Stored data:
· · ·

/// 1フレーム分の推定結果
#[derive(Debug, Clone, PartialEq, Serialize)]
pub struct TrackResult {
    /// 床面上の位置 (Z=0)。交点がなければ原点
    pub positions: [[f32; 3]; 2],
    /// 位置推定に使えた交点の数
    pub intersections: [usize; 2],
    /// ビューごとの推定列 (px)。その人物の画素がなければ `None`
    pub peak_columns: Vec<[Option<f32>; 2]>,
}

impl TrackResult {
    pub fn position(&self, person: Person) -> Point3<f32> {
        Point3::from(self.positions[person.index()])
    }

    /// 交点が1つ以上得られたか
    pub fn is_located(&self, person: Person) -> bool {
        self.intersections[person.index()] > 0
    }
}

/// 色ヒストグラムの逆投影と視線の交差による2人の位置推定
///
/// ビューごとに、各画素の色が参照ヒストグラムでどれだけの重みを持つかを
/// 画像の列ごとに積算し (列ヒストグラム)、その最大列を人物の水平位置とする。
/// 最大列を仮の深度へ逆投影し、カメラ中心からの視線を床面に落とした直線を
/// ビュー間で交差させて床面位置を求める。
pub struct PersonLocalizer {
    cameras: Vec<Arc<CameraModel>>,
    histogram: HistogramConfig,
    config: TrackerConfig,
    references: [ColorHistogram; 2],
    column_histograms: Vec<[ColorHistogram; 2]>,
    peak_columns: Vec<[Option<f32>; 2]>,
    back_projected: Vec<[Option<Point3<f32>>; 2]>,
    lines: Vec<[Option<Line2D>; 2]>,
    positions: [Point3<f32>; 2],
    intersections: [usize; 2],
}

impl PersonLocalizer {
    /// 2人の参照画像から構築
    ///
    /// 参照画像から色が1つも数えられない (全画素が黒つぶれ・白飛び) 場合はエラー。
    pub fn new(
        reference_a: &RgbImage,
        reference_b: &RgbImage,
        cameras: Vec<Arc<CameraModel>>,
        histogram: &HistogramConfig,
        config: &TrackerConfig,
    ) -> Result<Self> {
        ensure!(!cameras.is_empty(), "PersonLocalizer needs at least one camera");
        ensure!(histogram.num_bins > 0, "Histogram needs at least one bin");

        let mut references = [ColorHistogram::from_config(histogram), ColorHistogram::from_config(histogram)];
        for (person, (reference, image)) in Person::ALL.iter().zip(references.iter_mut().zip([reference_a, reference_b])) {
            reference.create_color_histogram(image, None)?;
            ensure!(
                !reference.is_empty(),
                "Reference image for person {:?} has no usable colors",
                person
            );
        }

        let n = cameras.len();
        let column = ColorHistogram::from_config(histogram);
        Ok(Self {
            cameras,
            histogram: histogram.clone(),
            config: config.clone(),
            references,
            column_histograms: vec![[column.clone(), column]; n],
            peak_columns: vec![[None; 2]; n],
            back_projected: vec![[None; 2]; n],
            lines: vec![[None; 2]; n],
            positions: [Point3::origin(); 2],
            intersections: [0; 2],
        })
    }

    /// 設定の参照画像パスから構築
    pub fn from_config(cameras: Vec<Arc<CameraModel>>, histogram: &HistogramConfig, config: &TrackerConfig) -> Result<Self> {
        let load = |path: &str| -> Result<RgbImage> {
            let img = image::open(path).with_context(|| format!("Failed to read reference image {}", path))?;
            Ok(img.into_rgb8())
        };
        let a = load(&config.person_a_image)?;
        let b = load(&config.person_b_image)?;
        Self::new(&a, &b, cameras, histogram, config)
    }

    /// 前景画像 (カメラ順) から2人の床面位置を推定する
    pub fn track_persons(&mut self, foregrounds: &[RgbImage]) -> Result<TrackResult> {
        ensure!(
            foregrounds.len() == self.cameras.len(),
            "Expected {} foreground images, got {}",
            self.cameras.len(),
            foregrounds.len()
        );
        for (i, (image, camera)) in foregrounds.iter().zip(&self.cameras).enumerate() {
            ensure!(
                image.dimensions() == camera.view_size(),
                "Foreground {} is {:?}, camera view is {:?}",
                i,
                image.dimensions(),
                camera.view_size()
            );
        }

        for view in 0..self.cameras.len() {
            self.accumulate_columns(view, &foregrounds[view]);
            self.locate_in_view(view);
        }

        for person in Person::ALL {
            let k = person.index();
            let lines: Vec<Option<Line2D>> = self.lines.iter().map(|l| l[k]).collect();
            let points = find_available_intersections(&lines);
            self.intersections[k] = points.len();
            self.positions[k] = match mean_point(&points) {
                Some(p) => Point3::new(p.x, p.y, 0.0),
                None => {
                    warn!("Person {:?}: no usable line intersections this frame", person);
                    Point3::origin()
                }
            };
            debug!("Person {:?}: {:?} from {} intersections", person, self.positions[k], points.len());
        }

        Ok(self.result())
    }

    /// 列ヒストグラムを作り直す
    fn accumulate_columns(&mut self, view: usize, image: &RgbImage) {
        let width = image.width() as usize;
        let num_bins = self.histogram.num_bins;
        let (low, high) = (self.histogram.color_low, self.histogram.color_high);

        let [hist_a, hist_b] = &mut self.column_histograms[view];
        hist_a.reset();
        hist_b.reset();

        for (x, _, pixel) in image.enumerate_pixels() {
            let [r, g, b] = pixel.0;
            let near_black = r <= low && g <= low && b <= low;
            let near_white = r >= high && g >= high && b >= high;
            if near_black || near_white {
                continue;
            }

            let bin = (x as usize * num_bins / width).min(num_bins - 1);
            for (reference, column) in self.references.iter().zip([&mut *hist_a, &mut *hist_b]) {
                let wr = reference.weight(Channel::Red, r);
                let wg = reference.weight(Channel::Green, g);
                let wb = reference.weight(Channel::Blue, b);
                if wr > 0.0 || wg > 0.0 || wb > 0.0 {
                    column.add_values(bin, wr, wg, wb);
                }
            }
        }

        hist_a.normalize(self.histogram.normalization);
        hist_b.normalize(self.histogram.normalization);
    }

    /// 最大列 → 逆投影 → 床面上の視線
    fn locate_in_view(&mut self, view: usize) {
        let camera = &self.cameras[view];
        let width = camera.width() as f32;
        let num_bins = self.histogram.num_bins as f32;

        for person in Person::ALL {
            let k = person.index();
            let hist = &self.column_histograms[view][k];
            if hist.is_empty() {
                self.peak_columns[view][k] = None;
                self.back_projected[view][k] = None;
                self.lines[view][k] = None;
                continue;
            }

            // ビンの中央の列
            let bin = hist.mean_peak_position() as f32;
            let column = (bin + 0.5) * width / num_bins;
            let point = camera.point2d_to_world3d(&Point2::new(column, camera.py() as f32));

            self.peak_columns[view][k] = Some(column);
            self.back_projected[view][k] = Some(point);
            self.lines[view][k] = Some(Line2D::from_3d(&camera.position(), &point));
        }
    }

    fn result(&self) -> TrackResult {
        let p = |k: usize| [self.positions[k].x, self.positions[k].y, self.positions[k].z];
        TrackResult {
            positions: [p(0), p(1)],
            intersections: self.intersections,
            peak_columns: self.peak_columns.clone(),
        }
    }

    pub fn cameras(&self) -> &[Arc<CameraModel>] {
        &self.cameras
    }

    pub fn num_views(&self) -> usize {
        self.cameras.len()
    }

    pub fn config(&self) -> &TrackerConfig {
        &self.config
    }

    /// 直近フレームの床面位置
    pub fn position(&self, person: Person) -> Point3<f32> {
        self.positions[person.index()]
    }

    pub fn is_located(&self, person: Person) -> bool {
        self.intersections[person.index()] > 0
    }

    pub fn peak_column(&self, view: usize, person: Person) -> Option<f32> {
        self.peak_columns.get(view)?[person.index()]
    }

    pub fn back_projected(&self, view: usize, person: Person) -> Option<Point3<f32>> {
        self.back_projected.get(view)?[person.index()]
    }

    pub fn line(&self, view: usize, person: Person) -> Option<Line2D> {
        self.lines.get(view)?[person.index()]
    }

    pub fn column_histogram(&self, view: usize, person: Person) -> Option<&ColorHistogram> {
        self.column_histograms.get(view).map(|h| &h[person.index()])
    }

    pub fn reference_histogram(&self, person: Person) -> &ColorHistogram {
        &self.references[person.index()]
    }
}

· · ·

Your task: Filter the entries and keep only the lines holding "least".

Expected answer:
        ensure!(!cameras.is_empty(), "PersonLocalizer needs at least one camera");
        ensure!(histogram.num_bins > 0, "Histogram needs at least one bin");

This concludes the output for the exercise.